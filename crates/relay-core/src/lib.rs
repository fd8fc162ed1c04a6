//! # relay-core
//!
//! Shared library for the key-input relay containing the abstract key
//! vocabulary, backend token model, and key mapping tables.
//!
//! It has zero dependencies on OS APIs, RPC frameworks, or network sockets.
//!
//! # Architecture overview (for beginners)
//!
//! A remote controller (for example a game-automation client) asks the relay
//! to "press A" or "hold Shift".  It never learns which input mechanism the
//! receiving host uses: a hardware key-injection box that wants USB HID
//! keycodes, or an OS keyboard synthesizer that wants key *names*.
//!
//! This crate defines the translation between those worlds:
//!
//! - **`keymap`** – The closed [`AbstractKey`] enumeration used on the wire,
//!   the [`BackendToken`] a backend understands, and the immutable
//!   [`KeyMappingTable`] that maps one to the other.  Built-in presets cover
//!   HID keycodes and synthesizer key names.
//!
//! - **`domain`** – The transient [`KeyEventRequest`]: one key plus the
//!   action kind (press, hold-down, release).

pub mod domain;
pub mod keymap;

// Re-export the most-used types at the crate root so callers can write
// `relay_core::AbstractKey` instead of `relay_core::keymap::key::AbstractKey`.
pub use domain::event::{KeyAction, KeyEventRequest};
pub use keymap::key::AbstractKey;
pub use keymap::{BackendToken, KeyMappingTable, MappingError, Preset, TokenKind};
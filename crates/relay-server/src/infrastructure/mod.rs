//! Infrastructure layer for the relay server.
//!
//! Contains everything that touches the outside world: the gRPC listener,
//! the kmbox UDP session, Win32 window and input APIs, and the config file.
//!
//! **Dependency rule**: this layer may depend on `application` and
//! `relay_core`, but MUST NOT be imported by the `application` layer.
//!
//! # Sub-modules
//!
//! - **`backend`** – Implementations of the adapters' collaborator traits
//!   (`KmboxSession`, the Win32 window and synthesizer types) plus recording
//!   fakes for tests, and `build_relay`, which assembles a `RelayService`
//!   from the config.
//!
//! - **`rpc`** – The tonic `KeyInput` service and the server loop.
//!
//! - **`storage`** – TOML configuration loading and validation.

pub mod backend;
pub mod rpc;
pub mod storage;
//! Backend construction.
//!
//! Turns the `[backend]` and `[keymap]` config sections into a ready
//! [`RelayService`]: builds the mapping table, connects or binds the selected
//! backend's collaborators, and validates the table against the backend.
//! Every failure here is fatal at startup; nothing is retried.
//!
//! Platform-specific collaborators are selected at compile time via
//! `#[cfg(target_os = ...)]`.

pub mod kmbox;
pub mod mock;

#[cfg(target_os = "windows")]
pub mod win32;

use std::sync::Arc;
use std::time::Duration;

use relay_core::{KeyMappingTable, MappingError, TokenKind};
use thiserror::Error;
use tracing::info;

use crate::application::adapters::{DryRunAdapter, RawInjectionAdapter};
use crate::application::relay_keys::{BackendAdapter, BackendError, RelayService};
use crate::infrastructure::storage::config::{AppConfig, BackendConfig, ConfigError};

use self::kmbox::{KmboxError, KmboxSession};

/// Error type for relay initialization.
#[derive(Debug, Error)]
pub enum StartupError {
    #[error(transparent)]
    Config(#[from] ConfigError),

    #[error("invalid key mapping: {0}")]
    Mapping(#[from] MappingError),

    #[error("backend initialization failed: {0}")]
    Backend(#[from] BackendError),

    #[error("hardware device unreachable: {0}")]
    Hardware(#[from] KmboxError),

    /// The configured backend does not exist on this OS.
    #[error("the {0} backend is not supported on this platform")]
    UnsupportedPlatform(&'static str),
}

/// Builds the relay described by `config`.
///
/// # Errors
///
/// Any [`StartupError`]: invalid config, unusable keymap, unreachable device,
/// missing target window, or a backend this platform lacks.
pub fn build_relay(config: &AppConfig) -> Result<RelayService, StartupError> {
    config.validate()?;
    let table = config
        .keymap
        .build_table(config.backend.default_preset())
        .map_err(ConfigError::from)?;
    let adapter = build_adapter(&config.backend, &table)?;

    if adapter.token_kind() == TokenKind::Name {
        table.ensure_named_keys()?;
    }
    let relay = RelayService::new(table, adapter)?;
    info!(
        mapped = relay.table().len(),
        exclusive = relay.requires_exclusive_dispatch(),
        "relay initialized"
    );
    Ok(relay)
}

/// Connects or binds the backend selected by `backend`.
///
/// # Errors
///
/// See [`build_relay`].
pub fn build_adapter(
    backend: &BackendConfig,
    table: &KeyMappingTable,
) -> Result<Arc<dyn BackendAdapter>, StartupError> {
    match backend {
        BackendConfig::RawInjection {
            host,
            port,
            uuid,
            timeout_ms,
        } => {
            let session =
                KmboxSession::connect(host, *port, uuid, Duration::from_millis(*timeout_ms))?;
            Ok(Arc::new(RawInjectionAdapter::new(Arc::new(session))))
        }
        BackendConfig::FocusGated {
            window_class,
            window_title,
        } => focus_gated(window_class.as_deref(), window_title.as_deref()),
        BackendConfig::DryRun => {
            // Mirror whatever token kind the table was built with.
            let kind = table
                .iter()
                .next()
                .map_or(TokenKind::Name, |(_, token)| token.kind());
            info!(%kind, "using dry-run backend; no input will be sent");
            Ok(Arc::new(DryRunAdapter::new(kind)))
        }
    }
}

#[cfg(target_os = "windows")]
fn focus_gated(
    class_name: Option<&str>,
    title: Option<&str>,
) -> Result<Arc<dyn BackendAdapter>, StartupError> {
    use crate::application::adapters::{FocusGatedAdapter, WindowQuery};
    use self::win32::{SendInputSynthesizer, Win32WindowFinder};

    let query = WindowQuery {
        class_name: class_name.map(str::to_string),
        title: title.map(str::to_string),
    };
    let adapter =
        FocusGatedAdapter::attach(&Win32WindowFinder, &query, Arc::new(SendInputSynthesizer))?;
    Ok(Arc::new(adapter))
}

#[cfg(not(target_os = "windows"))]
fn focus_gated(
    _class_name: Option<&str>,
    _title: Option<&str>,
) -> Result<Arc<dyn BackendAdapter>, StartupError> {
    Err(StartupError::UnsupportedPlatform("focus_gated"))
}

Action item:
Exactly repeat the lines running from the top of the listing to the line bearing "wants USB HID", both of those lines included, and only them.

Response:
filename crates/relay-core/src/lib.rs
repository fd8fc162ed1c04a6
//! # relay-core
//!
//! Shared library for the key-input relay containing the abstract key
//! vocabulary, backend token model, and key mapping tables.
//!
//! It has zero dependencies on OS APIs, RPC frameworks, or network sockets.
//!
//! # Architecture overview (for beginners)
//!
//! A remote controller (for example a game-automation client) asks the relay
//! to "press A" or "hold Shift".  It never learns which input mechanism the
//! receiving host uses: a hardware key-injection box that wants USB HID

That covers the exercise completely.